A third of these connections can be made by train in less than six hours – this is the acceptable and competitive travel time for Greenpeace, for example Amsterdam-Paris (3h23), Paris-Frankfurt (3h50) or Venice-Naples (5 : 10 h). Flights should be banned on all these routes, demands the organization. Especially on 21 of the 150 most important travel links where the train takes less than four hours, such as Madrid-Barcelona (2h30). The survey shows that on 23 routes, the traveler would be on the road for more than 16 hours.

Land travel is made more difficult by increasingly poor international rail links, criticizes Greenpeace after reviewing all timetables. Eurostar, for example, has significantly reduced its tunnel trains between Great Britain and France. Only buses now run between Sweden and Norway. And on the Frankfurt-Lyon line, an important link between Germany and France, there is only one direct train per day – which is an example of how passengers passing from l plane to train have to reckon with cumbersome transfers. At least, night train connections are becoming more attractive again: Vienna-Paris and Zurich-Amsterdam start in December.

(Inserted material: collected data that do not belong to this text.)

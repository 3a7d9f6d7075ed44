use lynx_core::{Task, TaskId, TaskStatus, now_ms};
use std::collections::{HashMap, HashSet, VecDeque};
use tracing::warn;

pub const DEFAULT_RETENTION: usize = 1024;

/// Insertion-ordered backlog. Outcomes are kept for the newest `retention`
/// settled tasks, plus any older one a queued task still waits on.
#[derive(Debug)]
pub struct TaskQueue {
    backlog: VecDeque<Task>,
    in_flight: HashSet<TaskId>,
    settled: HashMap<TaskId, TaskStatus>,
    settled_order: VecDeque<TaskId>,
    retention: usize,
    orphaned: Vec<Task>,
}

impl Default for TaskQueue {
    fn default() -> Self {
        Self::with_retention(DEFAULT_RETENTION)
    }
}

enum Readiness {
    Ready,
    Waiting,
    Orphaned(String),
}

impl TaskQueue {
    #[must_use]
    pub fn new() -> Self {
        Self::default()
    }

    #[must_use]
    pub fn with_retention(retention: usize) -> Self {
        Self {
            backlog: VecDeque::new(),
            in_flight: HashSet::new(),
            settled: HashMap::new(),
            settled_order: VecDeque::new(),
            retention: retention.max(1),
            orphaned: Vec::new(),
        }
    }

    pub fn enqueue(&mut self, task: Task) {
        // A recovered task is live again.
        if self.settled.remove(&task.id).is_some() {
            self.settled_order.retain(|id| *id != task.id);
        }
        self.backlog.push_back(task);
    }

    /// Removes up to `n` tasks, earliest first, leaving tasks with unfinished
    /// dependencies in place for a later batch. Tasks that depend on a dead or
    /// unknown task are retired as `dead` and parked for [`Self::take_orphaned`].
    pub fn dequeue_batch(&mut self, n: usize) -> Vec<Task> {
        let mut batch = Vec::with_capacity(n.min(self.backlog.len()));
        let mut deferred = VecDeque::with_capacity(self.backlog.len());

        while let Some(mut task) = self.backlog.pop_front() {
            match self.readiness(&task, &deferred) {
                Readiness::Ready if batch.len() < n => {
                    self.in_flight.insert(task.id);
                    batch.push(task);
                }
                Readiness::Ready | Readiness::Waiting => deferred.push_back(task),
                Readiness::Orphaned(reason) => {
                    warn!(task_id = %task.id, %reason, "task can never run");
                    if let Err(err) = task.abandon(now_ms(), reason) {
                        warn!(task_id = %task.id, error = %err, "could not retire orphaned task");
                        continue;
                    }
                    self.remember(task.id, TaskStatus::Dead);
                    self.orphaned.push(task);
                }
            }
        }

        self.backlog = deferred;
        self.evict();
        batch
    }

    /// Records how a dequeued task ended. Only `completed` unblocks dependents.
    pub fn settle(&mut self, id: TaskId, status: TaskStatus) {
        self.in_flight.remove(&id);
        if status.is_settled() {
            self.remember(id, status);
            self.evict();
        }
    }

    pub fn take_orphaned(&mut self) -> Vec<Task> {
        std::mem::take(&mut self.orphaned)
    }

    #[must_use]
    pub fn knows(&self, id: &TaskId) -> bool {
        self.in_flight.contains(id)
            || self.settled.contains_key(id)
            || self.backlog.iter().any(|task| task.id == *id)
    }

    #[must_use]
    pub fn is_completed(&self, id: &TaskId) -> bool {
        self.settled.get(id) == Some(&TaskStatus::Completed)
    }

    #[must_use]
    pub fn settled_len(&self) -> usize {
        self.settled.len()
    }

    #[must_use]
    pub fn len(&self) -> usize {
        self.backlog.len()
    }

    #[must_use]
    pub fn is_empty(&self) -> bool {
        self.backlog.is_empty()
    }

    fn readiness(&self, task: &Task, deferred: &VecDeque<Task>) -> Readiness {
        let mut ready = true;
        for dep in &task.dependencies {
            match self.settled.get(dep) {
                Some(TaskStatus::Completed) => {}
                Some(TaskStatus::Dead) => return Readiness::Orphaned(format!("dependency {dep} is dead")),
                Some(_) => ready = false,
                None if self.in_flight.contains(dep)
                    || self.backlog.iter().chain(deferred).any(|queued| queued.id == *dep) =>
                {
                    ready = false;
                }
                None => return Readiness::Orphaned(format!("unknown dependency {dep}")),
            }
        }
        if ready { Readiness::Ready } else { Readiness::Waiting }
    }

    fn remember(&mut self, id: TaskId, status: TaskStatus) {
        if self.settled.insert(id, status).is_none() {
            self.settled_order.push_back(id);
        }
    }

    fn evict(&mut self) {
        if self.settled.len() <= self.retention {
            return;
        }
        let referenced: HashSet<TaskId> =
            self.backlog.iter().flat_map(|task| task.dependencies.iter().copied()).collect();
        let mut kept = Vec::new();
        while self.settled.len() > self.retention {
            let Some(id) = self.settled_order.pop_front() else { break };
            if referenced.contains(&id) && self.settled.contains_key(&id) {
                kept.push(id);
            } else {
                self.settled.remove(&id);
            }
        }
        for id in kept.into_iter().rev() {
            self.settled_order.push_front(id);
        }
    }
}

#[cfg(test)]
mod tests {
    use super::*;
    use lynx_core::TaskKind;

    fn task() -> Task {
        Task::new(TaskKind::Frontend, "ui-agent")
    }

    #[test]
    fn dequeues_in_insertion_order() {
        let mut queue = TaskQueue::new();
        let tasks: Vec<Task> = (0..5).map(|_| task()).collect();
        for task in &tasks {
            queue.enqueue(task.clone());
        }

        let first = queue.dequeue_batch(3);
        let ids: Vec<TaskId> = first.iter().map(|task| task.id).collect();
        assert_eq!(ids, tasks[..3].iter().map(|task| task.id).collect::<Vec<_>>());
        assert_eq!(queue.len(), 2);

        let rest = queue.dequeue_batch(10);
        assert_eq!(rest.len(), 2);
        assert_eq!(rest[0].id, tasks[3].id);
        assert!(queue.is_empty());
    }

    #[test]
    fn blocked_tasks_are_deferred_without_losing_position() {
        let mut queue = TaskQueue::new();
        let parent = task();
        let child = task().with_dependencies(vec![parent.id]);
        let sibling = task();

        queue.enqueue(child.clone());
        queue.enqueue(parent.clone());
        queue.enqueue(sibling.clone());

        let batch = queue.dequeue_batch(5);
        assert_eq!(batch.iter().map(|task| task.id).collect::<Vec<_>>(), vec![parent.id, sibling.id]);
        assert_eq!(queue.len(), 1);

        assert!(queue.dequeue_batch(5).is_empty());

        queue.settle(parent.id, TaskStatus::Completed);
        let batch = queue.dequeue_batch(5);
        assert_eq!(batch[0].id, child.id);
    }

    #[test]
    fn a_task_is_never_handed_out_twice() {
        let mut queue = TaskQueue::new();
        for _ in 0..4 {
            queue.enqueue(task());
        }

        let a = queue.dequeue_batch(2);
        let b = queue.dequeue_batch(2);
        let seen: HashSet<TaskId> = a.iter().chain(b.iter()).map(|task| task.id).collect();
        assert_eq!(seen.len(), 4);
        assert!(queue.dequeue_batch(2).is_empty());
    }

    #[test]
    fn failed_dependency_waits_for_recovery() {
        let mut queue = TaskQueue::new();
        let parent = task();
        let child = task().with_dependencies(vec![parent.id]);
        queue.enqueue(parent.clone());
        queue.enqueue(child.clone());

        queue.dequeue_batch(1);
        queue.settle(parent.id, TaskStatus::Failed);
        assert!(queue.dequeue_batch(5).is_empty());
        assert!(queue.take_orphaned().is_empty());

        queue.enqueue(parent.clone());
        assert_eq!(queue.dequeue_batch(5)[0].id, parent.id);
        queue.settle(parent.id, TaskStatus::Completed);
        assert_eq!(queue.dequeue_batch(5)[0].id, child.id);
    }

    #[test]
    fn dependents_of_a_dead_task_are_retired() {
        let mut queue = TaskQueue::new();
        let parent = task();
        let child = task().with_dependencies(vec![parent.id]);
        let grandchild = task().with_dependencies(vec![child.id]);
        queue.enqueue(parent.clone());
        queue.enqueue(child.clone());
        queue.enqueue(grandchild.clone());

        queue.dequeue_batch(1);
        queue.settle(parent.id, TaskStatus::Dead);

        assert!(queue.dequeue_batch(5).is_empty());
        assert!(queue.is_empty());
        let orphaned = queue.take_orphaned();
        assert_eq!(orphaned.iter().map(|task| task.id).collect::<Vec<_>>(), vec![child.id, grandchild.id]);
        assert!(orphaned.iter().all(|task| task.status == TaskStatus::Dead));
        assert!(orphaned[0].error.as_deref().unwrap().contains("is dead"));
        assert!(queue.take_orphaned().is_empty());
    }

    #[test]
    fn unknown_dependency_is_retired_instead_of_deferred_forever() {
        let mut queue = TaskQueue::new();
        let ghost = TaskId::new();
        queue.enqueue(task().with_dependencies(vec![ghost]));

        assert!(queue.dequeue_batch(5).is_empty());
        assert!(queue.is_empty());
        let orphaned = queue.take_orphaned();
        assert_eq!(orphaned.len(), 1);
        assert_eq!(orphaned[0].error.as_deref(), Some(format!("unknown dependency {ghost}").as_str()));
    }

    #[test]
    fn settled_outcomes_are_bounded_by_retention() {
        let mut queue = TaskQueue::with_retention(8);
        for _ in 0..100 {
            queue.enqueue(task());
            for dequeued in queue.dequeue_batch(1) {
                queue.settle(dequeued.id, TaskStatus::Completed);
            }
        }
        assert_eq!(queue.settled_len(), 8);
    }

    #[test]
    fn retention_keeps_outcomes_a_queued_task_still_needs() {
        let mut queue = TaskQueue::with_retention(2);
        let parent = task();
        let child = task().with_dependencies(vec![parent.id]);
        queue.enqueue(child.clone());
        queue.settle(parent.id, TaskStatus::Completed);
        for _ in 0..10 {
            queue.settle(TaskId::new(), TaskStatus::Completed);
        }

        assert!(queue.is_completed(&parent.id));
        assert_eq!(queue.settled_len(), 2);
        assert_eq!(queue.dequeue_batch(5)[0].id, child.id);
    }
}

Lufthansa has canceled at least the Nuremberg-Munich route

Moreover, according to Greenpeace, Germany bears the “greatest responsibility” for air traffic in Europe: a third of the 150 busiest European routes end or start in this country. And for many, the train journey time is less than six hours – in the Frankfurt-Berlin example, it’s 3 hours and 54 minutes. And from city center to city center, without registration, without waiting at the door and without using the S-Bahn, as they point out to the environmental protection association. This in turn coincides with the attitude of the Federal Ministry of Transport, previously headed by Andreas Scheuer (CSU): There they do not want to ban domestic flights, but they want to reduce them through better connections and financial incentives. . Indeed, from next year, investment funds in railways will for the first time be higher than those in roads (9.3 billion euros against 8.3 billion euros), and the Sales tax on long-distance train tickets has also been reduced to seven percent, air traffic tax on the other hand has increased slightly.

Incidentally, Lufthansa has already reacted in one case: the Munich-Nuremberg link within Bavaria was canceled this summer – but the alternative clearly shows the difficulty: an express bus now runs between the two airports because there is no still no express trains stopping at Munich airport, which the airline has constantly criticized. After all, this alternative is also relatively environmentally friendly: an aircraft in domestic service emits 214 grams of climate-damaging greenhouse gases per passenger-kilometer. A car always weighs 154 grams – a long-distance train or a long-distance bus, on the other hand, only 29 grams.

Despite these differences and ongoing debates, flight is less responsible for climate change than some might assume. Global air traffic contributes 3.5% to global warming through CO₂, contrails or soot, insofar as it is caused by humans, as shown by a large international study involving the German Aerospace Center a year ago. Far more serious factors are the production of electricity and heat from coal, gas and oil and the combustion of gasoline and diesel while driving.